Background:  Approximately 40% of patients in medical ICUs require mechanical ventilation (MV). Approximately 20% to 25% of these patients will encounter difficulties in discontinuing MV. Multiple studies have suggested that MV has an unloading effect on the respiratory muscles that leads to diaphragmatic atrophy and dysfunction, a process called ventilator-induced diaphragmatic dysfunction (VIDD). VIDD may be an important factor affecting when and if MV can be discontinued. A sensitive and specific diagnostic test for VIDD could provide the physician with valuable information that might influence decisions regarding extubation or tracheostomy. The purpose of this study was to quantify, using daily sonographic assessments, the rate and degree of diaphragm thinning during MV.

Methods:  Seven intubated patients receiving MV during acute care were included. Using sonography, diaphragm muscle thickness was measured daily from the day of intubation until the patient underwent extubation or tracheostomy or died. We analyzed our data using standard descriptive statistics, linear regression, and mixed-model effects.

Results:  The overall rate of decrease in the diaphragm thickness of all seven patients over time averaged 6% per day of MV, which differed significantly from zero. Similarly, the diaphragm thickness decreased for each patient over time.

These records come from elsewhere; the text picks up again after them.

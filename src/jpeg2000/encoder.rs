//! JPEG 2000 tile encoder
//!
//! Runs the tier-1 pipeline on one tile: DC level shift, component transform,
//! wavelet analysis, quantization, code-block coding, then layer allocation and
//! packet assembly in the tile's progression order.

use super::bit_plane_coder::{BlockParams, DistortionModel, EncodedCodeBlock, encode_code_block};
use super::component_transform::{
    ComponentTransform, forward_ict, forward_rct, level_shift_forward, sample_range, split3,
};
use super::packet::{PacketId, PrecinctState, packet_order};
use super::quantization::{BandQuantization, clamp_magnitude, quantize_scalar};
use super::rate_allocator::{PrecinctBlocks, RateAllocator, SlopeSummary};
use super::subband::Subband;
use super::tile::{ComponentGeometry, ComponentLayout, EncodedTile, TileGeometry, TileInput, check_same_geometry};
use super::wavelet::{self, Coefficients};
use crate::context::CodecContext;
use crate::data_block::DataBlock;
use crate::error::{J2kError, Result};
use crate::specs::EncoderSpecs;
use std::collections::HashMap;

// Coded blocks of one precinct, in band order.
struct CodedPrecinct {
    component: u16,
    resolution: u8,
    index: u32,
    state: PrecinctState,
    blocks: Vec<EncodedCodeBlock>,
}

/// Encodes one tile.
pub fn encode_tile(input: &TileInput, specs: &EncoderSpecs, ctx: &CodecContext) -> Result<EncodedTile> {
    let t = input.index;
    specs.validate()?;
    if input.components.len() != specs.num_components() {
        return Err(J2kError::InconsistentGeometry(format!(
            "tile {} has {} components, expected {}",
            t,
            input.components.len(),
            specs.num_components()
        )));
    }
    for c in 0..input.components.len() {
        specs.check_index(t, c)?;
    }
    check_range(input, specs)?;

    let geometry = TileGeometry {
        index: t,
        components: input.components.iter().map(ComponentGeometry::from).collect(),
    };
    let mct = *specs.component_transform.get_tile(t);
    if mct != ComponentTransform::None {
        check_same_geometry(&geometry.components)?;
    }
    let coefficients = transform_components(input, specs, mct);

    let mut precincts = Vec::new();
    let mut quantization = Vec::with_capacity(coefficients.len());
    let mut precinct_counts = Vec::with_capacity(coefficients.len());
    let mut summary = SlopeSummary::default();
    for (c, mut coeffs) in coefficients.into_iter().enumerate() {
        let layout = ComponentLayout::new(
            geometry.components[c],
            *specs.filter.get(t, c),
            *specs.levels.get(t, c),
            *specs.code_block_size.get(t, c),
            specs.precinct_sizes.get(t, c),
        )?;
        wavelet::forward(&mut coeffs, &layout.tree);

        let params = specs.quantization(t, c, &layout.tree)?;
        let levels = layout.tree.num_levels();
        let bit_depth = specs.transform_bit_depth(t, c);
        let options = *specs.coding_options.get(t, c);
        let mut indices = DataBlock::<i32>::new(0, 0, coeffs.width(), coeffs.height());
        let mut bands = HashMap::new();
        let mut clamped = 0;
        for b in layout.tree.leaves() {
            let band = layout.tree.node(b);
            let bq = params.band(band, levels, bit_depth)?;
            clamped += quantize_band(&coeffs, band, &bq, &mut indices);
            bands.insert(b, bq);
        }
        if clamped > 0 {
            log::warn!(
                "{}tile {} component {}: {} quantization indices clamped to the band's magnitude bit-planes",
                ctx.prefix(),
                t,
                c,
                clamped
            );
        }

        let total_blocks: usize = layout
            .resolutions
            .iter()
            .flat_map(|r| &r.precincts)
            .map(|p| p.num_blocks())
            .sum();
        ctx.start("code-blocks", total_blocks);
        let mut done = 0;
        let mut component_summary = SlopeSummary::default();
        for resolution in &layout.resolutions {
            for precinct in &resolution.precincts {
                let mut blocks = Vec::with_capacity(precinct.num_blocks());
                for geom in precinct.bands.iter().flat_map(|pb| &pb.blocks) {
                    let band = layout.tree.node(geom.band);
                    let bq = &bands[&geom.band];
                    let block_params = BlockParams {
                        orientation: band.orientation,
                        magnitude_bits: bq.magnitude_bits,
                        options,
                    };
                    let scale = f64::from(bq.delta) * band.l2_norm;
                    let model = DistortionModel {
                        weight: scale * scale,
                        reversible: bq.reversible,
                    };
                    let view = indices.view(geom.x, geom.y, geom.w, geom.h);
                    let coded = encode_code_block(&view, &block_params, model)?;
                    component_summary.add(&coded.hull());
                    blocks.push(coded);
                    done += 1;
                    ctx.update("code-blocks", done);
                }
                let refs: Vec<&EncodedCodeBlock> = blocks.iter().collect();
                let state = PrecinctState::for_encoder(precinct, &refs);
                precincts.push(CodedPrecinct {
                    component: c as u16,
                    resolution: precinct.resolution,
                    index: precinct.index,
                    state,
                    blocks,
                });
            }
        }
        ctx.finish("code-blocks");
        log::debug!(
            "{}tile {} component {}: {} code-blocks, {} coded bytes",
            ctx.prefix(),
            t,
            c,
            total_blocks,
            component_summary.total_bytes()
        );
        summary.merge(&component_summary);
        quantization.push(params);
        precinct_counts.push(layout.precinct_counts());
    }

    let layers = specs.layers.get_tile(t);
    let markers = *specs.markers.get_tile(t);
    let allocator = RateAllocator::new(
        precincts
            .iter()
            .map(|p| PrecinctBlocks {
                component: p.component,
                resolution: p.resolution,
                precinct: p.index,
                state: p.state.clone(),
                blocks: p.blocks.iter().collect(),
            })
            .collect(),
        markers,
    );
    let (outcomes, mut packets) = allocator.run(layers, &summary, ctx);

    let order = packet_order(*specs.progression.get_tile(t), layers.len() as u16, &precinct_counts);
    let position: HashMap<PacketId, usize> = order.iter().enumerate().map(|(k, id)| (*id, k)).collect();
    packets.sort_by_key(|p| p.id.and_then(|id| position.get(&id).copied()).unwrap_or(usize::MAX));

    log::debug!(
        "{}tile {}: {} packets, {} bytes",
        ctx.prefix(),
        t,
        packets.len(),
        outcomes.iter().map(|l| l.bytes).sum::<usize>()
    );
    Ok(EncodedTile {
        geometry,
        layers: outcomes,
        packets,
        quantization,
    })
}

/// Encodes independent tiles, in parallel with the `rayon` feature. Every tile
/// works on its own copy of `specs`.
pub fn encode_tiles(inputs: &[TileInput], specs: &EncoderSpecs, ctx: &CodecContext) -> Result<Vec<EncodedTile>> {
    specs.validate()?;
    #[cfg(feature = "rayon")]
    {
        use rayon::prelude::*;
        inputs
            .par_iter()
            .map(|input| encode_tile(input, &specs.clone(), ctx))
            .collect()
    }
    #[cfg(not(feature = "rayon"))]
    {
        inputs
            .iter()
            .map(|input| encode_tile(input, &specs.clone(), ctx))
            .collect()
    }
}

fn check_range(input: &TileInput, specs: &EncoderSpecs) -> Result<()> {
    for (c, block) in input.components.iter().enumerate() {
        let info = specs.components[c];
        let (min, max) = sample_range(info.bit_depth, info.signed);
        for y in 0..block.h {
            if let Some(&value) = block.row(y).iter().find(|&&v| v < min || v > max) {
                return Err(J2kError::SampleOutOfRange {
                    component: c,
                    value,
                    bit_depth: info.bit_depth,
                });
            }
        }
    }
    Ok(())
}

// Level shift and component transform, in the representation each
// component's filter works on.
fn transform_components(input: &TileInput, specs: &EncoderSpecs, mct: ComponentTransform) -> Vec<Coefficients> {
    let t = input.index;
    let mut coefficients: Vec<Coefficients> = input
        .components
        .iter()
        .enumerate()
        .map(|(c, block)| {
            let mut packed = block.to_packed();
            let info = specs.components[c];
            level_shift_forward(&mut packed.data, info.bit_depth, info.signed);
            if specs.filter.get(t, c).is_reversible() {
                Coefficients::Int(packed)
            } else {
                Coefficients::Float(packed.map(|v| v as f32))
            }
        })
        .collect();

    match (mct, split3(&mut coefficients)) {
        (
            ComponentTransform::Reversible,
            Some((Coefficients::Int(r), Coefficients::Int(g), Coefficients::Int(b))),
        ) => forward_rct(&mut r.data, &mut g.data, &mut b.data),
        (
            ComponentTransform::Irreversible,
            Some((Coefficients::Float(r), Coefficients::Float(g), Coefficients::Float(b))),
        ) => forward_ict(&mut r.data, &mut g.data, &mut b.data),
        _ => {}
    }
    coefficients
}

// Quantizes the coefficients of `band` into `out`. Returns how many indices
// had to be clamped.
fn quantize_band(coeffs: &Coefficients, band: &Subband, bq: &BandQuantization, out: &mut DataBlock<i32>) -> usize {
    let mut clamped = 0;
    for y in band.uly..band.uly + band.h {
        for x in band.ulx..band.ulx + band.w {
            let q = match coeffs {
                Coefficients::Int(block) if bq.reversible => block.get(x, y),
                Coefficients::Int(block) => quantize_scalar(block.get(x, y) as f32, bq.delta),
                Coefficients::Float(block) => quantize_scalar(block.get(x, y), bq.delta),
            };
            let (q, changed) = clamp_magnitude(q, bq.magnitude_bits);
            clamped += usize::from(changed);
            out.set(x, y, q);
        }
    }
    clamped
}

Conclusion:  Sonographic assessment of the diaphragm provides noninvasive measurement of diaphragmatic thickness and the degree of diaphragm thinning in patients receiving MV. Our data show that diaphragm muscle thinning starts within 48 h after initiation of MV. However, it is unclear if diaphragmatic thinning correlates with diaphragmatic atrophy or pulmonary function. The relationship between diaphragm thinning and diaphragm strength remains to be elucidated.